**Exercise requirements:**
For every line in the records that has the word "KeyLayout", make a copy.
━━━━━ Material shown
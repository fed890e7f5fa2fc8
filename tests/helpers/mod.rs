//! In-memory collaborators for exercising the pipeline without external services.

#![allow(dead_code)]

use async_trait::async_trait;
use chrono::{DateTime, Utc};
use std::collections::{BTreeMap, HashMap};
use std::sync::atomic::{AtomicBool, AtomicUsize, Ordering};
use std::sync::{Arc, Mutex};

use ocr_scan_pipeline::db::{JobRecordStore, StoreError};
use ocr_scan_pipeline::models::job::{JobRecord, JobStatus};
use ocr_scan_pipeline::services::classification::{
    ClassificationError, ClassificationRequest, Classifier,
};
use ocr_scan_pipeline::services::completion::CompletionHandler;
use ocr_scan_pipeline::services::gate::BatchGate;
use ocr_scan_pipeline::services::keys::KeyLayout;
use ocr_scan_pipeline::services::launch::BatchLauncher;
use ocr_scan_pipeline::services::ocr::{OcrError, OcrJobRequest, OcrLauncher};
use ocr_scan_pipeline::services::postprocess::PostProcessor;
use ocr_scan_pipeline::services::scan::ScanDispatcher;
use ocr_scan_pipeline::services::storage::{ObjectStore, StorageError};

pub const BUCKET: &str = "sensitive-data";
pub const ACCOUNT_ID: &str = "123456789012";

fn unavailable() -> StoreError {
    StoreError::Unavailable(sqlx::Error::PoolTimedOut)
}

/// Job table keyed by (status, job id), guarded by one lock so a transition
/// is observed all-or-nothing.
#[derive(Default)]
pub struct MemoryJobStore {
    records: Mutex<BTreeMap<(String, String), JobRecord>>,
    pub fail_outstanding_check: AtomicBool,
    pub fail_transition: AtomicBool,
    pub fail_mark_scanned: AtomicBool,
}

impl MemoryJobStore {
    pub fn records(&self) -> Vec<JobRecord> {
        self.records.lock().unwrap().values().cloned().collect()
    }

    pub fn records_for(&self, job_id: &str) -> Vec<JobRecord> {
        self.records()
            .into_iter()
            .filter(|r| r.job_id == job_id)
            .collect()
    }

    pub fn single(&self, job_id: &str) -> JobRecord {
        let mut records = self.records_for(job_id);
        assert_eq!(records.len(), 1, "expected exactly one record for {}", job_id);
        records.remove(0)
    }

    /// Seed a terminal record directly.
    pub fn insert(&self, record: JobRecord) {
        self.records
            .lock()
            .unwrap()
            .insert((record.status.to_string(), record.job_id.clone()), record);
    }
}

#[async_trait]
impl JobRecordStore for MemoryJobStore {
    async fn create(
        &self,
        job_id: &str,
        bucket: &str,
        object_key: &str,
        start_timestamp: DateTime<Utc>,
    ) -> Result<JobRecord, StoreError> {
        let mut records = self.records.lock().unwrap();
        if records.keys().any(|(_, id)| id == job_id) {
            return Err(StoreError::DuplicateKey(job_id.to_string()));
        }
        let record = JobRecord::in_progress(job_id, bucket, object_key, start_timestamp);
        records.insert(
            (JobStatus::InProgress.to_string(), job_id.to_string()),
            record.clone(),
        );
        Ok(record)
    }

    async fn find_in_progress(&self, job_id: &str) -> Result<Option<JobRecord>, StoreError> {
        Ok(self
            .records
            .lock()
            .unwrap()
            .get(&(JobStatus::InProgress.to_string(), job_id.to_string()))
            .cloned())
    }

    async fn find(&self, job_id: &str) -> Result<Option<JobRecord>, StoreError> {
        Ok(self.records_for(job_id).into_iter().next())
    }

    async fn transition_to_terminal(
        &self,
        job_id: &str,
        status: JobStatus,
        bucket: &str,
        object_key: &str,
        complete_timestamp: DateTime<Utc>,
    ) -> Result<JobRecord, StoreError> {
        if !status.is_terminal() {
            return Err(StoreError::NotTerminal(status));
        }
        if self.fail_transition.load(Ordering::SeqCst) {
            return Err(unavailable());
        }

        let mut records = self.records.lock().unwrap();
        let existing = records
            .remove(&(JobStatus::InProgress.to_string(), job_id.to_string()))
            .ok_or_else(|| StoreError::NotFound(job_id.to_string()))?;

        let record = JobRecord {
            job_id: job_id.to_string(),
            status,
            bucket: bucket.to_string(),
            object_key: object_key.to_string(),
            start_timestamp: existing.start_timestamp,
            complete_timestamp: Some(complete_timestamp),
            scanned: false,
        };
        records.insert((status.to_string(), job_id.to_string()), record.clone());
        Ok(record)
    }

    async fn has_outstanding(&self) -> Result<bool, StoreError> {
        if self.fail_outstanding_check.load(Ordering::SeqCst) {
            return Err(unavailable());
        }
        Ok(self
            .records
            .lock()
            .unwrap()
            .values()
            .any(|r| r.status == JobStatus::InProgress))
    }

    async fn list_unscanned_succeeded(&self) -> Result<Vec<JobRecord>, StoreError> {
        Ok(self
            .records
            .lock()
            .unwrap()
            .values()
            .filter(|r| r.status == JobStatus::Succeeded && !r.scanned)
            .cloned()
            .collect())
    }

    async fn mark_scanned(&self, job_id: &str) -> Result<(), StoreError> {
        if self.fail_mark_scanned.load(Ordering::SeqCst) {
            return Err(unavailable());
        }
        let mut records = self.records.lock().unwrap();
        let record = records
            .get_mut(&(JobStatus::Succeeded.to_string(), job_id.to_string()))
            .ok_or_else(|| StoreError::NotFound(job_id.to_string()))?;
        record.scanned = true;
        Ok(())
    }
}

/// Object store backed by a map of (bucket, key) to bytes.
#[derive(Default)]
pub struct MemoryObjectStore {
    objects: Mutex<HashMap<(String, String), Vec<u8>>>,
    pub fail_puts: AtomicBool,
}

impl MemoryObjectStore {
    pub fn insert(&self, bucket: &str, key: &str, data: &[u8]) {
        self.objects
            .lock()
            .unwrap()
            .insert((bucket.to_string(), key.to_string()), data.to_vec());
    }

    pub fn object(&self, bucket: &str, key: &str) -> Option<Vec<u8>> {
        self.objects
            .lock()
            .unwrap()
            .get(&(bucket.to_string(), key.to_string()))
            .cloned()
    }

    pub fn text(&self, bucket: &str, key: &str) -> Option<String> {
        self.object(bucket, key)
            .map(|bytes| String::from_utf8(bytes).expect("utf-8 object"))
    }
}

#[async_trait]
impl ObjectStore for MemoryObjectStore {
    async fn get(&self, bucket: &str, key: &str) -> Result<Vec<u8>, StorageError> {
        self.object(bucket, key)
            .ok_or_else(|| StorageError::NotFound(key.to_string()))
    }

    async fn put(
        &self,
        bucket: &str,
        key: &str,
        data: &[u8],
        _content_type: &str,
    ) -> Result<(), StorageError> {
        if self.fail_puts.load(Ordering::SeqCst) {
            return Err(StorageError::Status {
                key: key.to_string(),
                code: 503,
            });
        }
        self.insert(bucket, key, data);
        Ok(())
    }

    async fn copy(&self, bucket: &str, from: &str, to: &str) -> Result<(), StorageError> {
        let data = self.get(bucket, from).await?;
        self.insert(bucket, to, &data);
        Ok(())
    }

    async fn delete(&self, bucket: &str, key: &str) -> Result<(), StorageError> {
        self.objects
            .lock()
            .unwrap()
            .remove(&(bucket.to_string(), key.to_string()));
        Ok(())
    }

    async fn exists(&self, bucket: &str, key: &str) -> Result<bool, StorageError> {
        Ok(self.object(bucket, key).is_some())
    }

    async fn list(&self, bucket: &str, prefix: &str) -> Result<Vec<String>, StorageError> {
        let mut keys: Vec<String> = self
            .objects
            .lock()
            .unwrap()
            .keys()
            .filter(|(b, k)| b == bucket && k.starts_with(prefix))
            .map(|(_, k)| k.clone())
            .collect();
        keys.sort();
        Ok(keys)
    }
}

/// Records every classification request; can be switched to reject them.
#[derive(Default)]
pub struct RecordingClassifier {
    requests: Mutex<Vec<ClassificationRequest>>,
    pub reject: AtomicBool,
}

impl RecordingClassifier {
    pub fn requests(&self) -> Vec<ClassificationRequest> {
        self.requests.lock().unwrap().clone()
    }
}

#[async_trait]
impl Classifier for RecordingClassifier {
    async fn submit_job(
        &self,
        request: &ClassificationRequest,
    ) -> Result<String, ClassificationError> {
        if self.reject.load(Ordering::SeqCst) {
            return Err(ClassificationError::Rejected {
                status: 503,
                detail: "service unavailable".to_string(),
            });
        }
        let mut requests = self.requests.lock().unwrap();
        requests.push(request.clone());
        Ok(format!("scan-{}", requests.len()))
    }
}

/// OCR launcher handing out sequential job ids.
#[derive(Default)]
pub struct StubOcr {
    started: AtomicUsize,
    pub reject_keys: Mutex<Vec<String>>,
}

impl StubOcr {
    pub fn started(&self) -> usize {
        self.started.load(Ordering::SeqCst)
    }
}

#[async_trait]
impl OcrLauncher for StubOcr {
    async fn start_job(&self, request: OcrJobRequest<'_>) -> Result<String, OcrError> {
        if self
            .reject_keys
            .lock()
            .unwrap()
            .iter()
            .any(|k| k == request.object_key)
        {
            return Err(OcrError::Rejected {
                status: 400,
                detail: format!("unsupported document {}", request.object_key),
            });
        }
        let n = self.started.fetch_add(1, Ordering::SeqCst) + 1;
        Ok(format!("job-{}", n))
    }
}

/// Every component wired against in-memory collaborators.
pub struct TestPipeline {
    pub store: Arc<MemoryJobStore>,
    pub storage: Arc<MemoryObjectStore>,
    pub classifier: Arc<RecordingClassifier>,
    pub ocr: Arc<StubOcr>,
    pub layout: KeyLayout,
    pub handler: CompletionHandler,
    pub launcher: BatchLauncher,
}

impl TestPipeline {
    pub fn new() -> Self {
        let store = Arc::new(MemoryJobStore::default());
        let storage = Arc::new(MemoryObjectStore::default());
        let classifier = Arc::new(RecordingClassifier::default());
        let ocr = Arc::new(StubOcr::default());
        let layout = KeyLayout::default();

        let handler = CompletionHandler::new(
            store.clone(),
            PostProcessor::new(storage.clone(), layout.clone()),
            BatchGate::new(store.clone(), Self::dispatcher_for(&store, &classifier, &layout)),
        );
        let launcher = BatchLauncher::new(storage.clone(), ocr.clone(), store.clone(), layout.clone());

        Self {
            store,
            storage,
            classifier,
            ocr,
            layout,
            handler,
            launcher,
        }
    }

    fn dispatcher_for(
        store: &Arc<MemoryJobStore>,
        classifier: &Arc<RecordingClassifier>,
        layout: &KeyLayout,
    ) -> ScanDispatcher {
        ScanDispatcher::new(store.clone(), classifier.clone(), layout.clone(), ACCOUNT_ID)
    }

    /// A standalone dispatcher over the same store and classifier.
    pub fn dispatcher(&self) -> ScanDispatcher {
        Self::dispatcher_for(&self.store, &self.classifier, &self.layout)
    }

    /// Register an in-progress job whose OCR output is already in storage.
    pub async fn seed_job(&self, job_id: &str, object_key: &str, output: &[u8]) {
        self.store
            .create(job_id, BUCKET, object_key, Utc::now())
            .await
            .expect("seed job");
        self.storage
            .insert(BUCKET, &format!("{}/{}/1", self.layout.output_prefix(), job_id), output);
    }
}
━━━━━━━━━━
**Completed task:**
use ocr_scan_pipeline::services::keys::KeyLayout;
    pub layout: KeyLayout,
        let layout = KeyLayout::default();
        layout: &KeyLayout,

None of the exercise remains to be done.